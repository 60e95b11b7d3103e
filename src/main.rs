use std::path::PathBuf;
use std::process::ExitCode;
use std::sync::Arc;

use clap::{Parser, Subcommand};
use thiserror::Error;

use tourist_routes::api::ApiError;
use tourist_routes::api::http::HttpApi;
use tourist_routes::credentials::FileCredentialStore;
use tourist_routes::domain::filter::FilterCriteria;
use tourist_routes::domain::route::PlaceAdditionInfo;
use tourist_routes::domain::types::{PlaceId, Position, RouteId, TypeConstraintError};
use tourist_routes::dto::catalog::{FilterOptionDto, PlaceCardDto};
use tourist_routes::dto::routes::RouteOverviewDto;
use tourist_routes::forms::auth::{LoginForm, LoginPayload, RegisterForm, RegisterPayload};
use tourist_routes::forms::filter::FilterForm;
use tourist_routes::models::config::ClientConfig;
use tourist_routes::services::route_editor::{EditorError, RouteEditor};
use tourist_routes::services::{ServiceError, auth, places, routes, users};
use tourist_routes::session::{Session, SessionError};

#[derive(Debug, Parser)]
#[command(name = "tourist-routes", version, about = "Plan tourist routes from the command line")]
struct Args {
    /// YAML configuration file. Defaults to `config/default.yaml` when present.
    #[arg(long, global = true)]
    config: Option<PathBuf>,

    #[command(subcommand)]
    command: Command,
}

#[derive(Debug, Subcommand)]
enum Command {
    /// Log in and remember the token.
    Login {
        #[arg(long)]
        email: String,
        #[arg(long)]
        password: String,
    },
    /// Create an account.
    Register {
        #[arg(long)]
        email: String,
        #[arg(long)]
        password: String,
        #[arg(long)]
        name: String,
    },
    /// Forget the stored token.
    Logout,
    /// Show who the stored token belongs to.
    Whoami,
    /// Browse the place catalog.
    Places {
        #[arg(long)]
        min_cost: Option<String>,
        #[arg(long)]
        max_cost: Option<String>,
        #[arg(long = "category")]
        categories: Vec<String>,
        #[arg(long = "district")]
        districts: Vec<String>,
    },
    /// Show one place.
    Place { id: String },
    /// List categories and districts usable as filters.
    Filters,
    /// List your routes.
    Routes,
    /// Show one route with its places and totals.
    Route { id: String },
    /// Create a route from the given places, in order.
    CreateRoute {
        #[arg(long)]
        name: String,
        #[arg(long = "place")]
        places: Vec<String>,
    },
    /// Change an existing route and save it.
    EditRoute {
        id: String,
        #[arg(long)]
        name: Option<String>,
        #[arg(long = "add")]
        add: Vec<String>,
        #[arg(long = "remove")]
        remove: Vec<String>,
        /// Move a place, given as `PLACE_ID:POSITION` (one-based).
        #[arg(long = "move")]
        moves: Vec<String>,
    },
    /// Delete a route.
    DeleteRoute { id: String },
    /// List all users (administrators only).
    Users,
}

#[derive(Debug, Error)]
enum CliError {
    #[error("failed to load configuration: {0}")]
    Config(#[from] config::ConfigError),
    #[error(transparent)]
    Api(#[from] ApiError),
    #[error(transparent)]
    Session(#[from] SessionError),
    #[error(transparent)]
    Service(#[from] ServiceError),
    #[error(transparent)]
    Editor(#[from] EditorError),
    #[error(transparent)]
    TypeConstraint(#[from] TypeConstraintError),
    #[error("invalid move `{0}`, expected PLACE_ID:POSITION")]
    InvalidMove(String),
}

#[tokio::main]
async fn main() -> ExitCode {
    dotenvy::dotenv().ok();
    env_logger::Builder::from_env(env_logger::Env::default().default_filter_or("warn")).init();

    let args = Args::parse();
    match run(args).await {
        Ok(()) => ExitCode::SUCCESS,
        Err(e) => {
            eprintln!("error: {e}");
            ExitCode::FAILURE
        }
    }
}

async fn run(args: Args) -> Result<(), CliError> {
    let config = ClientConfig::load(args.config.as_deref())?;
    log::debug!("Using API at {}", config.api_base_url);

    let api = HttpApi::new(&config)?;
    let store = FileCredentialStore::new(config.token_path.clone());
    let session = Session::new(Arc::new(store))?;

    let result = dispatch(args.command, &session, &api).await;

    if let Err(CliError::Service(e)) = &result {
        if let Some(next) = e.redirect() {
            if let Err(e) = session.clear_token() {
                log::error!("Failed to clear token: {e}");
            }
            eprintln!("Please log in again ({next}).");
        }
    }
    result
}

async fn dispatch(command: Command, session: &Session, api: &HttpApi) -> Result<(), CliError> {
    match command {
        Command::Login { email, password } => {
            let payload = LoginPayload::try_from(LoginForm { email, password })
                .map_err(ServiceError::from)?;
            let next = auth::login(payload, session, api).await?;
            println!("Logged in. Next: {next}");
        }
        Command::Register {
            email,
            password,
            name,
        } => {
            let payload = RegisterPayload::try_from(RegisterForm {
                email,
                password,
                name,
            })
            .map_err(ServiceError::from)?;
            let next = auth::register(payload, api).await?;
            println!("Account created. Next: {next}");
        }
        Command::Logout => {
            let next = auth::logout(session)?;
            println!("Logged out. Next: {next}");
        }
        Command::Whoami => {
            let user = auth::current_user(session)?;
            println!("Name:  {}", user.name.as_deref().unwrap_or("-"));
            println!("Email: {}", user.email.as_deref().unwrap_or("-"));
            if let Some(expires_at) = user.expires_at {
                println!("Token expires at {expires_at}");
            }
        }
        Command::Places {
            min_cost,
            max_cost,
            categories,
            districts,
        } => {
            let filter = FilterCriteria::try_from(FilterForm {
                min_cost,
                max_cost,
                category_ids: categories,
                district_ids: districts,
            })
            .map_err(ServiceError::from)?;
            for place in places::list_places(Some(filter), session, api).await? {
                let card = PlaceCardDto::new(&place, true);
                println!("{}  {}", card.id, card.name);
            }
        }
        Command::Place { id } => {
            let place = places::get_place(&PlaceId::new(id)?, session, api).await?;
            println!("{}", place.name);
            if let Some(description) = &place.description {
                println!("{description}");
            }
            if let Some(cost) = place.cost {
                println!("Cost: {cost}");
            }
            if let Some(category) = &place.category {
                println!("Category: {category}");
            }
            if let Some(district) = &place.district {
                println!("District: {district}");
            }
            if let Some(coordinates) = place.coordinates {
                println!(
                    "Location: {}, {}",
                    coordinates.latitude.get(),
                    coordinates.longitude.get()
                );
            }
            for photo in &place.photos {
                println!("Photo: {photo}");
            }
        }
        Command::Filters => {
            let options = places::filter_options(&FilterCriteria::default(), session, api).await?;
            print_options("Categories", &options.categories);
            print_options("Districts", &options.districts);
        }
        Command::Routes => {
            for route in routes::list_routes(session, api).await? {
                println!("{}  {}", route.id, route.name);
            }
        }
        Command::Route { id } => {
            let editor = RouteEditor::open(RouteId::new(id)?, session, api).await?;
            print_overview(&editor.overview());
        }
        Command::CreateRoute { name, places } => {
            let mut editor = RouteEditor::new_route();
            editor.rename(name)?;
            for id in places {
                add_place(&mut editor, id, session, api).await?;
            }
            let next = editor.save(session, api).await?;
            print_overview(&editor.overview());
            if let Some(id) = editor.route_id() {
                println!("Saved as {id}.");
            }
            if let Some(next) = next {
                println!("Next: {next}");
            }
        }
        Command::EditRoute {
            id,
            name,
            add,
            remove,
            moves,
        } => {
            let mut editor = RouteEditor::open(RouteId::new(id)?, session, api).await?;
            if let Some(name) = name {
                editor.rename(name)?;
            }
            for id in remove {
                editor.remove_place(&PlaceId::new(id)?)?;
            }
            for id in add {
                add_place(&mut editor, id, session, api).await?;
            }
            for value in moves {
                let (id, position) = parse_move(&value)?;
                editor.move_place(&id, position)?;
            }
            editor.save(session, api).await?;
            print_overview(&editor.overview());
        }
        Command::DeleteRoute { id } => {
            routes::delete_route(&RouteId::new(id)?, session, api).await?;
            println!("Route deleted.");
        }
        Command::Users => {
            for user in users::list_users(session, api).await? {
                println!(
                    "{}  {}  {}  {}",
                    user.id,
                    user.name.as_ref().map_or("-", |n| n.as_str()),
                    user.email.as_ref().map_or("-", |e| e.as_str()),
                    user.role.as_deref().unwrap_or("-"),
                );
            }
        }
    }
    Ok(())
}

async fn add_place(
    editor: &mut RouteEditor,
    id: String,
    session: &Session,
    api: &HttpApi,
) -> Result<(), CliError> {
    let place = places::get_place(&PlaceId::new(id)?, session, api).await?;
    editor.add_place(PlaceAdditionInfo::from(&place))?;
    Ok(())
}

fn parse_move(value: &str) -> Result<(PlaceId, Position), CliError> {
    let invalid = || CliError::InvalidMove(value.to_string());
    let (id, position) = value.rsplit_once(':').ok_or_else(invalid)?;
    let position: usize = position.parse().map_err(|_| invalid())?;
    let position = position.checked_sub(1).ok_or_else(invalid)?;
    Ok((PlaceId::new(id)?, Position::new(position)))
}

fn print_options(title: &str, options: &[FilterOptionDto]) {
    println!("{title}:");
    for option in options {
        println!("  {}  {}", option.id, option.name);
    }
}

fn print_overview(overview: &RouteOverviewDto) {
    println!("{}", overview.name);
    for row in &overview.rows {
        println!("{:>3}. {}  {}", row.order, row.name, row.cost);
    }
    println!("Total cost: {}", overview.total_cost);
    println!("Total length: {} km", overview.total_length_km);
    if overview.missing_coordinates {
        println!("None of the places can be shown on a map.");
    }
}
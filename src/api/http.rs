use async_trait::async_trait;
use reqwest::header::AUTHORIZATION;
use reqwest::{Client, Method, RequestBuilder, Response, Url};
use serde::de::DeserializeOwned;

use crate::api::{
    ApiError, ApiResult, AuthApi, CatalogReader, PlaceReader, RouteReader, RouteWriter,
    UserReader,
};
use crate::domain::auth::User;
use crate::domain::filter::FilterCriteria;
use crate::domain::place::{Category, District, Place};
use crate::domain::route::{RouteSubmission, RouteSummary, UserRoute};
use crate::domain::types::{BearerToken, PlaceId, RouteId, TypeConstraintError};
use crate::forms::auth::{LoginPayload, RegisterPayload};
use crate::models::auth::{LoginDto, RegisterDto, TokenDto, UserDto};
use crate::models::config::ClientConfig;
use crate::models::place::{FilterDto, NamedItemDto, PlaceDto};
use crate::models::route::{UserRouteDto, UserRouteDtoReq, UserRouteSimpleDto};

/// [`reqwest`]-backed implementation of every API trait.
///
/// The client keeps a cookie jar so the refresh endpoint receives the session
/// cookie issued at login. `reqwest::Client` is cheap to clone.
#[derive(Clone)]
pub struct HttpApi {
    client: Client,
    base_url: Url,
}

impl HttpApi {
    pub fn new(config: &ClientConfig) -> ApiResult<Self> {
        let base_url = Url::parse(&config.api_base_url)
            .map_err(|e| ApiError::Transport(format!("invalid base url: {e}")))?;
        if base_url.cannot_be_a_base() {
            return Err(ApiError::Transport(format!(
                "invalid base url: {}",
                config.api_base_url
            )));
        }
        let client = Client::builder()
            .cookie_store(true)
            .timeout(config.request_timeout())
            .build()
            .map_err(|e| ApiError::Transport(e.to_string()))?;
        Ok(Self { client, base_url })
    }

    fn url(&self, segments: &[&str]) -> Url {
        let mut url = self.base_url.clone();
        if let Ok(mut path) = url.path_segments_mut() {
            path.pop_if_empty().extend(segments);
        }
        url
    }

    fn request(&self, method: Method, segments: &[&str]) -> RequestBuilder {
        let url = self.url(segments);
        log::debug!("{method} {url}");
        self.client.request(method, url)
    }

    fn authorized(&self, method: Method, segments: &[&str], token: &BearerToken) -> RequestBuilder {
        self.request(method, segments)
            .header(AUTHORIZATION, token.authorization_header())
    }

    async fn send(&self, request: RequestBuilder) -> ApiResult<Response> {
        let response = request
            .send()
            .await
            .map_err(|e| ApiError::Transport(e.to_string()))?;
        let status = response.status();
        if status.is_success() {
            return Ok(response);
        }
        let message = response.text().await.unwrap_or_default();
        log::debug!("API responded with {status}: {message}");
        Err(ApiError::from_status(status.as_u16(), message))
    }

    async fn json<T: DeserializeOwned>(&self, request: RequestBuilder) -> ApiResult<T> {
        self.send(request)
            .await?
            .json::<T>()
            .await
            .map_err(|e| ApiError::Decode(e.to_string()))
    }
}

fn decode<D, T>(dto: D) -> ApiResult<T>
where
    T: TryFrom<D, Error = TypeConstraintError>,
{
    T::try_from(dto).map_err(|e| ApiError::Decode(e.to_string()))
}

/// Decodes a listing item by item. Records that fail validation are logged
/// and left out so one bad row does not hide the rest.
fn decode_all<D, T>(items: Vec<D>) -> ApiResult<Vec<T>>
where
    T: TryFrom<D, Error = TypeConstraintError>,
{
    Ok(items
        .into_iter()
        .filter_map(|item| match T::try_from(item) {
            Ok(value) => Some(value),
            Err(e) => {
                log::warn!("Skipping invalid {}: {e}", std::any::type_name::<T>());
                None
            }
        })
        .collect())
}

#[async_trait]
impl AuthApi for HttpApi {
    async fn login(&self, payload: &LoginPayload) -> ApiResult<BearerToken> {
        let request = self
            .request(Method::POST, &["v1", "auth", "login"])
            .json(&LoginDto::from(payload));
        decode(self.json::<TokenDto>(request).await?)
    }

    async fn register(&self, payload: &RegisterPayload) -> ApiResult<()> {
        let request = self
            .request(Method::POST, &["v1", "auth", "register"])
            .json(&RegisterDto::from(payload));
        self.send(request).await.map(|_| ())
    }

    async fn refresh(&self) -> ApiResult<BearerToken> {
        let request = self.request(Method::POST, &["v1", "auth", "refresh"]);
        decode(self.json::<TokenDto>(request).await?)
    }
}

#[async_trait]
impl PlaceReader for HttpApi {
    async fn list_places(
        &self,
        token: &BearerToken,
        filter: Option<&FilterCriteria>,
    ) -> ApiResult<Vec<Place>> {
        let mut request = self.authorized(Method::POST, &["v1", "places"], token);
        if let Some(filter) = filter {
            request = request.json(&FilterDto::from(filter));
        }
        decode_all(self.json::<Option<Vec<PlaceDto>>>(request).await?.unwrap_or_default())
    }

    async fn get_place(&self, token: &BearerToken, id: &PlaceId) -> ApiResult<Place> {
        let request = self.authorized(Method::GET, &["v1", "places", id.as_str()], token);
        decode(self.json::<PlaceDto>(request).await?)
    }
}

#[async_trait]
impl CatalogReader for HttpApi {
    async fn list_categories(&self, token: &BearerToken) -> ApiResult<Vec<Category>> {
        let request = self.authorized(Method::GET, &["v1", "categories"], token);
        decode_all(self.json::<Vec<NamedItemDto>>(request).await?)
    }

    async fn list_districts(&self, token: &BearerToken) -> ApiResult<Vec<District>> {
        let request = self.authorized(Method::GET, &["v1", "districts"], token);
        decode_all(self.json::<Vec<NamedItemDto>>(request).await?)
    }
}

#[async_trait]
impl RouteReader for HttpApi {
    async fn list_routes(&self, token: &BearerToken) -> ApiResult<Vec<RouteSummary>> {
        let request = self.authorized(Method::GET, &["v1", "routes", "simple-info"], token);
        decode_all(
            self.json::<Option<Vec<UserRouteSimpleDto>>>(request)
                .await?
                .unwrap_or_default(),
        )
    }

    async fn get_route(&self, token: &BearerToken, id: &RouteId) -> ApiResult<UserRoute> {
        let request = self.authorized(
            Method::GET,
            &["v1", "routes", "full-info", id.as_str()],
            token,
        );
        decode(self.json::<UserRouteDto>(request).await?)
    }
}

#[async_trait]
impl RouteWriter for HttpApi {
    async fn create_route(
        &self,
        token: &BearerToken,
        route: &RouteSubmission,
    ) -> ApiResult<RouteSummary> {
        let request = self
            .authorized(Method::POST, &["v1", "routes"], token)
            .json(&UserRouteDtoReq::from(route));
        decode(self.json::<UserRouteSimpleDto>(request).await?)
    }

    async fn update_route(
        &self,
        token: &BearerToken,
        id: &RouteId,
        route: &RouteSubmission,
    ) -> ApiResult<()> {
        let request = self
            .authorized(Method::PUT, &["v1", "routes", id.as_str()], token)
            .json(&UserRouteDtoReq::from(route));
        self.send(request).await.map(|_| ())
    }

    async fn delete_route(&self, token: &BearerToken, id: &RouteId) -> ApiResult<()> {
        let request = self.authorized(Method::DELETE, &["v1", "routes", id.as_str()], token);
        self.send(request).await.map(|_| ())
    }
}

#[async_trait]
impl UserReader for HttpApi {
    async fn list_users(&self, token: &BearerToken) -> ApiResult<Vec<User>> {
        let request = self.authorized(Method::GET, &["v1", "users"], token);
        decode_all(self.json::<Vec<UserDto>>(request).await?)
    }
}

## WORK INSTRUCTIONS
Whenever the word "moves" appears in a line above, copy that line.

## RESPONSE
        moves: Vec<String>,
            moves,
            for value in moves {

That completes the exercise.